▶ _TASK_
Output the whole listing with nothing altered.

● ● ● ● ● ● ●

//! Application state and composition.

use std::sync::Arc;

use anyhow::Context;

use crate::infrastructure::{
    clock::SystemClock,
    ports::{ClockPort, KeyValueStore, SpeciesLookup, VariantCatalog},
    settings::EngineSettings,
    storage::JsonFileStore,
};
use crate::persistence::{LoadReport, PlaythroughPersistence, StorageKeys};
use crate::stores::PlaythroughStore;
use crate::use_cases;

/// Main application state.
///
/// Holds the shared store and every use case wired against it. Front ends
/// read through `store` and mutate through the use cases.
pub struct App {
    pub store: Arc<PlaythroughStore>,
    pub persistence: Arc<PlaythroughPersistence>,
    pub use_cases: UseCases,
}

/// Container for all use cases.
pub struct UseCases {
    pub encounters: use_cases::EncounterUseCases,
    pub playthroughs: use_cases::PlaythroughUseCases,
    pub variants: Arc<use_cases::VariantResolver>,
}

impl App {
    /// Wire the engine over the given adapters. Nothing is loaded yet; call
    /// [`App::load`] before use.
    pub fn new(
        kv: Arc<dyn KeyValueStore>,
        catalog: Arc<dyn VariantCatalog>,
        species: Arc<dyn SpeciesLookup>,
        clock: Arc<dyn ClockPort>,
        settings: &EngineSettings,
    ) -> Self {
        let store = Arc::new(PlaythroughStore::new());
        let persistence = Arc::new(PlaythroughPersistence::new(
            kv,
            store.clone(),
            StorageKeys::new(settings.storage_prefix.clone()),
            settings.save_debounce,
            clock.clone(),
        ));

        let variants = Arc::new(use_cases::VariantResolver::new(
            catalog,
            store.clone(),
            persistence.clone(),
        ));
        let encounters = use_cases::EncounterUseCases::new(
            store.clone(),
            persistence.clone(),
            variants.clone(),
            species,
            clock.clone(),
        );
        let playthroughs =
            use_cases::PlaythroughUseCases::new(store.clone(), persistence.clone(), clock);

        Self {
            store,
            persistence,
            use_cases: UseCases {
                encounters,
                playthroughs,
                variants,
            },
        }
    }

    /// Open the JSON file named by `settings`, wire the engine over it and
    /// load all saved playthroughs.
    pub async fn from_settings(
        settings: &EngineSettings,
        catalog: Arc<dyn VariantCatalog>,
        species: Arc<dyn SpeciesLookup>,
    ) -> anyhow::Result<(Self, LoadReport)> {
        if let Some(dir) = settings.storage_path.parent() {
            if !dir.as_os_str().is_empty() {
                tokio::fs::create_dir_all(dir).await.with_context(|| {
                    format!("Failed to create storage directory {}", dir.display())
                })?;
            }
        }

        let kv: Arc<dyn KeyValueStore> = Arc::new(JsonFileStore::open(&settings.storage_path));
        let clock: Arc<dyn ClockPort> = Arc::new(SystemClock::new());
        let app = Self::new(kv, catalog, species, clock, settings);
        let report = app.load().await;
        Ok((app, report))
    }

    pub async fn load(&self) -> LoadReport {
        self.use_cases.playthroughs.load().await
    }

    /// Write every save still waiting for the debounce timer.
    pub async fn shutdown(&self) {
        self.persistence.flush_pending().await;
        tracing::info!("Engine shut down");
    }
}
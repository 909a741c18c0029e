//! Domain model for tracking Nuzlocke encounters.
//!
//! Pure state and rules: no I/O, no async, no clock. Every mutation takes
//! `now` from the caller and returns what it changed.

pub mod aggregates;
pub mod entities;
pub mod error;
pub mod events;
pub mod ids;
pub mod value_objects;

pub use aggregates::Playthrough;
pub use entities::{ordered_locations, Creature, CustomLocation, EncounterSlot, SlotPart, SlotState};
pub use error::DomainError;
pub use events::{EncounterUpdate, PlaythroughUpdate, SlotChange};
pub use ids::{CreatureUid, LocationId, PlaythroughId};
pub use value_objects::{
    CaptureStatus, Composition, CreatureName, CycleDirection, GameMode, LocationName, Nickname,
    PlaythroughName, SpeciesId, VariantKey, MAX_NICKNAME_LENGTH,
};
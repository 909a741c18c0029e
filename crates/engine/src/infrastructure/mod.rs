//! Infrastructure implementations.
//!
//! Contains port trait implementations for external dependencies, plus
//! settings and tracing setup.

pub mod catalog;
pub mod clock;
pub mod ports;
pub mod settings;
pub mod storage;
pub mod telemetry;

● ● ● ● ● ● ●

▶ _OUTPUT BELOW_
//! Application state and composition.

use std::sync::Arc;

use anyhow::Context;

use crate::infrastructure::{
    clock::SystemClock,
    ports::{ClockPort, KeyValueStore, SpeciesLookup, VariantCatalog},
    settings::EngineSettings,
    storage::JsonFileStore,
};
use crate::persistence::{LoadReport, PlaythroughPersistence, StorageKeys};
use crate::stores::PlaythroughStore;
use crate::use_cases;

/// Main application state.
///
/// Holds the shared store and every use case wired against it. Front ends
/// read through `store` and mutate through the use cases.
pub struct App {
    pub store: Arc<PlaythroughStore>,
    pub persistence: Arc<PlaythroughPersistence>,
    pub use_cases: UseCases,
}

/// Container for all use cases.
pub struct UseCases {
    pub encounters: use_cases::EncounterUseCases,
    pub playthroughs: use_cases::PlaythroughUseCases,
    pub variants: Arc<use_cases::VariantResolver>,
}

impl App {
    /// Wire the engine over the given adapters. Nothing is loaded yet; call
    /// [`App::load`] before use.
    pub fn new(
        kv: Arc<dyn KeyValueStore>,
        catalog: Arc<dyn VariantCatalog>,
        species: Arc<dyn SpeciesLookup>,
        clock: Arc<dyn ClockPort>,
        settings: &EngineSettings,
    ) -> Self {
        let store = Arc::new(PlaythroughStore::new());
        let persistence = Arc::new(PlaythroughPersistence::new(
            kv,
            store.clone(),
            StorageKeys::new(settings.storage_prefix.clone()),
            settings.save_debounce,
            clock.clone(),
        ));

        let variants = Arc::new(use_cases::VariantResolver::new(
            catalog,
            store.clone(),
            persistence.clone(),
        ));
        let encounters = use_cases::EncounterUseCases::new(
            store.clone(),
            persistence.clone(),
            variants.clone(),
            species,
            clock.clone(),
        );
        let playthroughs =
            use_cases::PlaythroughUseCases::new(store.clone(), persistence.clone(), clock);

        Self {
            store,
            persistence,
            use_cases: UseCases {
                encounters,
                playthroughs,
                variants,
            },
        }
    }

    /// Open the JSON file named by `settings`, wire the engine over it and
    /// load all saved playthroughs.
    pub async fn from_settings(
        settings: &EngineSettings,
        catalog: Arc<dyn VariantCatalog>,
        species: Arc<dyn SpeciesLookup>,
    ) -> anyhow::Result<(Self, LoadReport)> {
        if let Some(dir) = settings.storage_path.parent() {
            if !dir.as_os_str().is_empty() {
                tokio::fs::create_dir_all(dir).await.with_context(|| {
                    format!("Failed to create storage directory {}", dir.display())
                })?;
            }
        }

        let kv: Arc<dyn KeyValueStore> = Arc::new(JsonFileStore::open(&settings.storage_path));
        let clock: Arc<dyn ClockPort> = Arc::new(SystemClock::new());
        let app = Self::new(kv, catalog, species, clock, settings);
        let report = app.load().await;
        Ok((app, report))
    }

    pub async fn load(&self) -> LoadReport {
        self.use_cases.playthroughs.load().await
    }

    /// Write every save still waiting for the debounce timer.
    pub async fn shutdown(&self) {
        self.persistence.flush_pending().await;
        tracing::info!("Engine shut down");
    }
}
repository 909a741c18c0029e
//! Domain model for tracking Nuzlocke encounters.
//!
//! Pure state and rules: no I/O, no async, no clock. Every mutation takes
//! `now` from the caller and returns what it changed.

pub mod aggregates;
pub mod entities;
pub mod error;
pub mod events;
pub mod ids;
pub mod value_objects;

pub use aggregates::Playthrough;
pub use entities::{ordered_locations, Creature, CustomLocation, EncounterSlot, SlotPart, SlotState};
pub use error::DomainError;
pub use events::{EncounterUpdate, PlaythroughUpdate, SlotChange};
pub use ids::{CreatureUid, LocationId, PlaythroughId};
pub use value_objects::{
    CaptureStatus, Composition, CreatureName, CycleDirection, GameMode, LocationName, Nickname,
    PlaythroughName, SpeciesId, VariantKey, MAX_NICKNAME_LENGTH,
};
repository 909a741c18c0029e
filename crates/engine/src/infrastructure/mod.rs
//! Infrastructure implementations.
//!
//! Contains port trait implementations for external dependencies, plus
//! settings and tracing setup.

pub mod catalog;
pub mod clock;
pub mod ports;
pub mod settings;
pub mod storage;
pub mod telemetry;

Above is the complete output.